Saturday, October 19, 2013

OOPS!

Okay, I'm totally new to this, but here goes:

Here are notes on the national insanity, probably provoked by the horrible spectacle of the Boehnerites' latest efforts to de-modernize, medievalize, deconstruct and reconstruct the US Government into a facilitator of the planters' paradise, with the darkies or chinamen or whatever singing melodiously in the fields while the white boys play golf and eat steaks. I mean, we're there already but it can clearly get worse, or they wouldn't be working so hard to make it so. The "Reign of Error" is a nod I guess to Thomas Frank.

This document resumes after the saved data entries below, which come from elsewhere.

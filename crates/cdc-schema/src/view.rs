//! Observes every committed document asynchronously and renders
//! derived-view SQL from the union of keys seen per table.
//!
//! REDESIGNED relative to the source's synchronous, mutex-guarded
//! collector: ingestion goes through a bounded (1024) channel drained
//! by a single consumer task, and a full channel drops the
//! observation rather than blocking. View generation is purely
//! observational — it must never be able to stall a commit.

use crate::collector::FieldCollector;
use serde_json::{Map, Value};
use std::collections::HashMap;
use std::sync::{Arc, Mutex};
use tokio::sync::mpsc;
use tokio_util::sync::CancellationToken;

/// Anything that can observe a committed document and later render
/// its accumulated views. `NoopViewManager` implements this with both
/// operations as no-ops, for when the feature is disabled.
pub trait ViewObserver: Send + Sync {
    fn observe(&self, table: &str, doc: Map<String, Value>);
    fn views(&self) -> Vec<String>;
}

const INGEST_CAPACITY: usize = 1024;

pub struct ViewManager {
    tx: mpsc::Sender<(String, Map<String, Value>)>,
    collectors: Arc<Mutex<HashMap<String, Arc<FieldCollector>>>>,
}

impl ViewManager {
    /// Spawns the single consumer task and returns a handle producers
    /// can clone cheaply (the sender half of an mpsc channel is
    /// `Clone`). `cancel` stops the consumer task cooperatively.
    pub fn start(cancel: CancellationToken) -> Self {
        let (tx, mut rx) = mpsc::channel::<(String, Map<String, Value>)>(INGEST_CAPACITY);
        let collectors: Arc<Mutex<HashMap<String, Arc<FieldCollector>>>> =
            Arc::new(Mutex::new(HashMap::new()));
        let consumer_collectors = collectors.clone();

        tokio::spawn(async move {
            loop {
                tokio::select! {
                    biased;
                    _ = cancel.cancelled() => break,
                    received = rx.recv() => {
                        match received {
                            Some((table, doc)) => {
                                let collector = {
                                    let mut guard = consumer_collectors
                                        .lock()
                                        .expect("view manager collectors mutex poisoned");
                                    guard
                                        .entry(table.clone())
                                        .or_insert_with(|| Arc::new(FieldCollector::new(table)))
                                        .clone()
                                };
                                collector.collect(&doc);
                            }
                            None => break,
                        }
                    }
                }
            }
        });

        Self { tx, collectors }
    }
}

impl ViewObserver for ViewManager {
    fn observe(&self, table: &str, doc: Map<String, Value>) {
        match self.tx.try_send((table.to_string(), doc)) {
            Ok(()) => {}
            Err(mpsc::error::TrySendError::Full(_)) => {
                tracing::warn!(table, "view ingestion channel saturated, dropping observation");
            }
            Err(mpsc::error::TrySendError::Closed(_)) => {
                tracing::warn!(table, "view ingestion channel closed, dropping observation");
            }
        }
    }

    fn views(&self) -> Vec<String> {
        let guard = self
            .collectors
            .lock()
            .expect("view manager collectors mutex poisoned");
        let mut rendered: Vec<String> = guard
            .values()
            .map(|collector| render_view(collector.table(), &collector.get_keys()))
            .collect();
        rendered.sort();
        rendered
    }
}

/// No-op stand-in used when the view-rendering feature is disabled.
#[derive(Debug, Default, Clone, Copy)]
pub struct NoopViewManager;

impl ViewObserver for NoopViewManager {
    fn observe(&self, _table: &str, _doc: Map<String, Value>) {}
    fn views(&self) -> Vec<String> {
        Vec::new()
    }
}

fn render_view(table: &str, keys: &[String]) -> String {
    let columns = keys
        .iter()
        .map(|k| format!("`{k}`"))
        .collect::<Vec<_>>()
        .join(",");
    format!("CREATE VIEW IF NOT EXISTS {table}_view AS SELECT {columns} FROM {table}")
}

#[cfg(test)]
mod tests {
    use super::*;
    use serde_json::json;
    use std::time::Duration;

    #[tokio::test]
    async fn observed_documents_show_up_in_rendered_views() {
        let cancel = CancellationToken::new();
        let manager = ViewManager::start(cancel.clone());

        manager.observe("orders", json!({"id": 1, "total": 9.5}).as_object().unwrap().clone());
        manager.observe("orders", json!({"currency": "usd"}).as_object().unwrap().clone());

        // give the consumer task a chance to drain the channel
        tokio::time::sleep(Duration::from_millis(50)).await;

        let views = manager.views();
        assert_eq!(views.len(), 1);
        assert!(views[0].starts_with("CREATE VIEW IF NOT EXISTS orders_view"));
        assert!(views[0].contains("`currency`"));
        assert!(views[0].contains("`id`"));
        assert!(views[0].contains("`total`"));

        cancel.cancel();
    }

    #[test]
    fn noop_manager_never_accumulates_anything() {
        let manager = NoopViewManager;
        manager.observe("t", json!({"a": 1}).as_object().unwrap().clone());
        assert!(manager.views().is_empty());
    }
}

The wrecking crew's tee shirts all say "OOPS!" in large letters. Half a million dead Iraqis. OOPS! A trillion dollars up in smoke. OOPS! World economy on the ropes. Matching his and hers OOPS! tee shirts to Phil and Wendy Gramm on that one! The deficit debacle. OOPS! It's a Republican Deficit after all. Their creation. All the while the white boys play golf, eat steaks, and paint pussycats, evidently.

Their fear is that people will one day have a "blink" moment, an instance of zen mind clarity, look up from their plate of palaver, and ask themselves if someone like Tom DeLay ever deserved to be one of the most powerful people in the world. I mean, really. Which of these doesn't belong?
1. Thomas Jefferson
2. Abraham Lincoln
3. John F Kennedy (even)
4. Tom DeLay

Sorry, but the man is an irredeemable piece of shit. Ditto Lee Atwater (was), Newt, Jack, Rove, Rush, Hannity.... Ralph Reed? Who the hell let him off the used car lot. They've got the troops, you have to admit. Das Boot. A great tactical team in the service of a strategic nightmare squad.

When your only tools are a wrecking ball and jack hammer everything looks like a burned out building. Oh, wait, there are people in there! Children and Oldies last! Every man for himself! Sorry, you say there's assets in there? I'm going in! Personal Property first!

And meanwhile The Hammer, King Herod in Hush Puppies--Hush Puppies with cleats--carries on in the self assurance that he has a personal relationship with The Man. The King will come again, Sir Tom, and you will not see Him. He will come to the sweatshops, not the pro shops, to those with nothing, not those with platinum cards and their white legs sticking out. Oh, they love their little balls. Whack, Whack, Whack. Let the darkies get the divots!